[Data extracts — start]
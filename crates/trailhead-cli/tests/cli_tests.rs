//! Integration tests for the `trailhead` binary.
//!
//! These run the real binary against the shared puzzle fixtures and check
//! answers, output formats and exit codes.

use std::fs;
use std::path::PathBuf;

use assert_cmd::Command;
use predicates::prelude::*;
use tempfile::TempDir;

fn fixture(name: &str) -> PathBuf {
    PathBuf::from(env!("CARGO_MANIFEST_DIR"))
        .join("../../docs/fixtures")
        .join(name)
}

fn trailhead() -> Command {
    Command::cargo_bin("trailhead").expect("binary exists")
}

#[test]
fn climb_sample_prints_steps() {
    trailhead()
        .arg("climb")
        .arg(fixture("hill_sample.txt"))
        .assert()
        .success()
        .stdout(predicate::str::contains("Climb ("))
        .stdout(predicate::str::contains("hill_sample.txt): 31"));
}

#[test]
fn climb_any_start_descends_from_the_summit() {
    trailhead()
        .args(["climb", "--any-start"])
        .arg(fixture("hill_sample.txt"))
        .assert()
        .success()
        .stdout(predicate::str::contains("Descent ("))
        .stdout(predicate::str::contains("): 29"));
}

#[test]
fn climb_several_files_prints_total() {
    trailhead()
        .arg("climb")
        .arg(fixture("hill_sample.txt"))
        .arg(fixture("hill_sample.txt"))
        .assert()
        .success()
        .stdout(predicate::str::contains("Total: 62"));
}

#[test]
fn unreachable_summit_is_not_an_error() {
    trailhead()
        .arg("climb")
        .arg(fixture("hill_unreachable.txt"))
        .assert()
        .success()
        .stdout(predicate::str::contains("unreachable"));
}

#[test]
fn valves_json_output_is_machine_readable() {
    let output = trailhead()
        .args(["--format", "json", "valves"])
        .arg(fixture("valves_sample.txt"))
        .output()
        .expect("binary runs");
    assert!(output.status.success());

    let value: serde_json::Value = serde_json::from_slice(&output.stdout).expect("valid json");
    assert_eq!(value["answers"][0]["answer"], 1651);
    assert_eq!(value["answers"][0]["kind"], "valves");
    assert_eq!(value["total"], 1651);
}

#[test]
fn valves_respects_minutes_flag() {
    trailhead()
        .args(["valves", "--minutes", "0"])
        .arg(fixture("valves_sample.txt"))
        .assert()
        .success()
        .stdout(predicate::str::contains("): 0"));
}

#[test]
fn valves_unknown_start_fails() {
    trailhead()
        .args(["valves", "--start", "QQ"])
        .arg(fixture("valves_sample.txt"))
        .assert()
        .failure()
        .stderr(predicate::str::contains("failed to solve"))
        .stderr(predicate::str::contains("QQ"));
}

#[test]
fn tower_fast_forwards_a_trillion_rocks() {
    trailhead()
        .args(["tower", "--rocks", "1000000000000"])
        .arg(fixture("jets_sample.txt"))
        .assert()
        .success()
        .stdout(predicate::str::contains("): 1514285714288"))
        .stdout(predicate::str::contains("cycles skipped"));
}

#[test]
fn tower_default_rock_count() {
    trailhead()
        .arg("tower")
        .arg(fixture("jets_sample.txt"))
        .assert()
        .success()
        .stdout(predicate::str::contains("): 3068"));
}

#[test]
fn robots_sums_quality_levels() {
    trailhead()
        .arg("robots")
        .arg(fixture("blueprints_sample.txt"))
        .assert()
        .success()
        .stdout(predicate::str::contains("): 33"))
        .stdout(predicate::str::contains("blueprint 1: 9 geodes"))
        .stdout(predicate::str::contains("blueprint 2: 12 geodes"));
}

#[test]
fn robots_with_no_time_scores_zero() {
    trailhead()
        .args(["robots", "--minutes", "5"])
        .arg(fixture("blueprints_sample.txt"))
        .assert()
        .success()
        .stdout(predicate::str::contains("): 0"));
}

#[test]
fn expansion_limit_exits_with_error() {
    trailhead()
        .args(["--max-expansions", "3", "climb"])
        .arg(fixture("hill_sample.txt"))
        .assert()
        .failure()
        .stderr(predicate::str::contains("3 expansions"));
}

#[test]
fn frontier_limit_exits_with_error() {
    trailhead()
        .args(["valves", "--max-frontier", "1"])
        .arg(fixture("valves_sample.txt"))
        .assert()
        .failure()
        .stderr(predicate::str::contains("frontier"));
}

#[test]
fn malformed_input_names_the_file() {
    let temp_dir = TempDir::new().expect("create temp dir");
    let path = temp_dir.path().join("broken.txt");
    fs::write(&path, "Sab\nxE\n").expect("write input");

    trailhead()
        .arg("climb")
        .arg(&path)
        .assert()
        .failure()
        .stderr(predicate::str::contains("failed to parse"))
        .stderr(predicate::str::contains("broken.txt"));
}

#[test]
fn missing_file_is_reported() {
    let temp_dir = TempDir::new().expect("create temp dir");
    let path = temp_dir.path().join("absent.txt");

    trailhead()
        .arg("tower")
        .arg(&path)
        .assert()
        .failure()
        .stderr(predicate::str::contains("failed to read"));
}

#[test]
fn json_logs_go_to_stderr_only() {
    let output = trailhead()
        .args(["--log-format", "json", "--format", "json", "climb"])
        .arg(fixture("hill_sample.txt"))
        .env("RUST_LOG", "debug")
        .output()
        .expect("binary runs");
    assert!(output.status.success());

    let stdout: serde_json::Value = serde_json::from_slice(&output.stdout).expect("valid json");
    assert_eq!(stdout["answers"][0]["answer"], 31);
    let stderr = String::from_utf8_lossy(&output.stderr);
    assert!(stderr.contains("search finished"));
}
[Data extracts — finish]
* **What is needed**
From the listing above, collect each line in which the string "fixtures" appears.

* **Result**
//! These run the real binary against the shared puzzle fixtures and check
        .join("../../docs/fixtures")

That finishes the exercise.